◆ Data provided ◆
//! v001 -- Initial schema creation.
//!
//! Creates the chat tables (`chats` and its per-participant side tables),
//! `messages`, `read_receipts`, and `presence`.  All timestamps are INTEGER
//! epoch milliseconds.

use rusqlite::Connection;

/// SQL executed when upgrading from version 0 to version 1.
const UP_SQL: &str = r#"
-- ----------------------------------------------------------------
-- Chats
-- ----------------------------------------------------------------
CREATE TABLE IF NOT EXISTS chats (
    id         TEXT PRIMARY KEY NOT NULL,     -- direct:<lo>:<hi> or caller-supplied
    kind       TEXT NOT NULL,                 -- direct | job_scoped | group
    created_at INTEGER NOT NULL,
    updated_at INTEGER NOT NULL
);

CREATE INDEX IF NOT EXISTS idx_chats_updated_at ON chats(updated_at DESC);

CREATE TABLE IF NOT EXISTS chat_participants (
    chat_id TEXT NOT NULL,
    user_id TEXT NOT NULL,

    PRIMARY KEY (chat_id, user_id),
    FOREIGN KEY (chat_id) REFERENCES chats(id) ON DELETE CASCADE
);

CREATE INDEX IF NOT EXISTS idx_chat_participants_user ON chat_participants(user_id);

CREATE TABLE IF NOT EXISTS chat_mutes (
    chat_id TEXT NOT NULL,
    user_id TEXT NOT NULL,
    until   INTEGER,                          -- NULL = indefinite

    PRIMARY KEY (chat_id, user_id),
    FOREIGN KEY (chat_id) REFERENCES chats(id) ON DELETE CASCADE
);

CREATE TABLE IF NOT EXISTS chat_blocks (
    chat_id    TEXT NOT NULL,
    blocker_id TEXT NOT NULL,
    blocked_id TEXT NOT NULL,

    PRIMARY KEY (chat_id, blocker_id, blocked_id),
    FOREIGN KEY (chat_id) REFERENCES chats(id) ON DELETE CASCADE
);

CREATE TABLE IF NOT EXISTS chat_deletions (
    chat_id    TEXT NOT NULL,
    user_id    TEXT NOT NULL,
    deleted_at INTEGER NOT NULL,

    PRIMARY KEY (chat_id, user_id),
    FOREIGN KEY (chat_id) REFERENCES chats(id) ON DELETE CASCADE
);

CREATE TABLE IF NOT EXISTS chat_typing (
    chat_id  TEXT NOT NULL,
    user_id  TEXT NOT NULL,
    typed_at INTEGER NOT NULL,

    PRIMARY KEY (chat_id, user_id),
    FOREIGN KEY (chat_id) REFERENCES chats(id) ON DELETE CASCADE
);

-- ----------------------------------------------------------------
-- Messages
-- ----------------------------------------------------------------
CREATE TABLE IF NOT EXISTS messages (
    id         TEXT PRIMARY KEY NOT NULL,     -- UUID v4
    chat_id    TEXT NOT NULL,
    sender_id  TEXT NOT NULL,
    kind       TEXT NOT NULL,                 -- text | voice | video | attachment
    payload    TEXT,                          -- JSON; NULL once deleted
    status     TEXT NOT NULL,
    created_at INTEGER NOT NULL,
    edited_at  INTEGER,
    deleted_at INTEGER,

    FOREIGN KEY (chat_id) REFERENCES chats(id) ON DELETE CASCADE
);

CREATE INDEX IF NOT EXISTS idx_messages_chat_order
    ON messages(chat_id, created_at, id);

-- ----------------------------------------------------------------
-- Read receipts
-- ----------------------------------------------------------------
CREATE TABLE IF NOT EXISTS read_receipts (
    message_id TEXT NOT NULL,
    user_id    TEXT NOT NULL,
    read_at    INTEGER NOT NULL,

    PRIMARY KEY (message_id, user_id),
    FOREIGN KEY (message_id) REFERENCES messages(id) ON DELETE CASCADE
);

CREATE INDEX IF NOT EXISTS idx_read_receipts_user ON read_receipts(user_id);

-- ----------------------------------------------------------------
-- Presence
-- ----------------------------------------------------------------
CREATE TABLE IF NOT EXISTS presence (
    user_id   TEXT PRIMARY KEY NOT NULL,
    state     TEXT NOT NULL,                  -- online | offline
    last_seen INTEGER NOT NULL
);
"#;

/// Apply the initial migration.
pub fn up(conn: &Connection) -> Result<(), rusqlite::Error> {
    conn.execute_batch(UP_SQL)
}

◆ What you are asked to do ◆
Without any alteration, repeat the entire listing.

◆ Worked solution ◆
//! v001 -- Initial schema creation.
//!
//! Creates the chat tables (`chats` and its per-participant side tables),
//! `messages`, `read_receipts`, and `presence`.  All timestamps are INTEGER
//! epoch milliseconds.

use rusqlite::Connection;

/// SQL executed when upgrading from version 0 to version 1.
const UP_SQL: &str = r#"
-- ----------------------------------------------------------------
-- Chats
-- ----------------------------------------------------------------
CREATE TABLE IF NOT EXISTS chats (
    id         TEXT PRIMARY KEY NOT NULL,     -- direct:<lo>:<hi> or caller-supplied
    kind       TEXT NOT NULL,                 -- direct | job_scoped | group
    created_at INTEGER NOT NULL,
    updated_at INTEGER NOT NULL
);

CREATE INDEX IF NOT EXISTS idx_chats_updated_at ON chats(updated_at DESC);

CREATE TABLE IF NOT EXISTS chat_participants (
    chat_id TEXT NOT NULL,
    user_id TEXT NOT NULL,

    PRIMARY KEY (chat_id, user_id),
    FOREIGN KEY (chat_id) REFERENCES chats(id) ON DELETE CASCADE
);

CREATE INDEX IF NOT EXISTS idx_chat_participants_user ON chat_participants(user_id);

CREATE TABLE IF NOT EXISTS chat_mutes (
    chat_id TEXT NOT NULL,
    user_id TEXT NOT NULL,
    until   INTEGER,                          -- NULL = indefinite

    PRIMARY KEY (chat_id, user_id),
    FOREIGN KEY (chat_id) REFERENCES chats(id) ON DELETE CASCADE
);

CREATE TABLE IF NOT EXISTS chat_blocks (
    chat_id    TEXT NOT NULL,
    blocker_id TEXT NOT NULL,
    blocked_id TEXT NOT NULL,

    PRIMARY KEY (chat_id, blocker_id, blocked_id),
    FOREIGN KEY (chat_id) REFERENCES chats(id) ON DELETE CASCADE
);

CREATE TABLE IF NOT EXISTS chat_deletions (
    chat_id    TEXT NOT NULL,
    user_id    TEXT NOT NULL,
    deleted_at INTEGER NOT NULL,

    PRIMARY KEY (chat_id, user_id),
    FOREIGN KEY (chat_id) REFERENCES chats(id) ON DELETE CASCADE
);

CREATE TABLE IF NOT EXISTS chat_typing (
    chat_id  TEXT NOT NULL,
    user_id  TEXT NOT NULL,
    typed_at INTEGER NOT NULL,

    PRIMARY KEY (chat_id, user_id),
    FOREIGN KEY (chat_id) REFERENCES chats(id) ON DELETE CASCADE
);

-- ----------------------------------------------------------------
-- Messages
-- ----------------------------------------------------------------
CREATE TABLE IF NOT EXISTS messages (
    id         TEXT PRIMARY KEY NOT NULL,     -- UUID v4
    chat_id    TEXT NOT NULL,
    sender_id  TEXT NOT NULL,
    kind       TEXT NOT NULL,                 -- text | voice | video | attachment
    payload    TEXT,                          -- JSON; NULL once deleted
    status     TEXT NOT NULL,
    created_at INTEGER NOT NULL,
    edited_at  INTEGER,
    deleted_at INTEGER,

    FOREIGN KEY (chat_id) REFERENCES chats(id) ON DELETE CASCADE
);

CREATE INDEX IF NOT EXISTS idx_messages_chat_order
    ON messages(chat_id, created_at, id);

-- ----------------------------------------------------------------
-- Read receipts
-- ----------------------------------------------------------------
CREATE TABLE IF NOT EXISTS read_receipts (
    message_id TEXT NOT NULL,
    user_id    TEXT NOT NULL,
    read_at    INTEGER NOT NULL,

    PRIMARY KEY (message_id, user_id),
    FOREIGN KEY (message_id) REFERENCES messages(id) ON DELETE CASCADE
);

CREATE INDEX IF NOT EXISTS idx_read_receipts_user ON read_receipts(user_id);

-- ----------------------------------------------------------------
-- Presence
-- ----------------------------------------------------------------
CREATE TABLE IF NOT EXISTS presence (
    user_id   TEXT PRIMARY KEY NOT NULL,
    state     TEXT NOT NULL,                  -- online | offline
    last_seen INTEGER NOT NULL
);
"#;

/// Apply the initial migration.
pub fn up(conn: &Connection) -> Result<(), rusqlite::Error> {
    conn.execute_batch(UP_SQL)
}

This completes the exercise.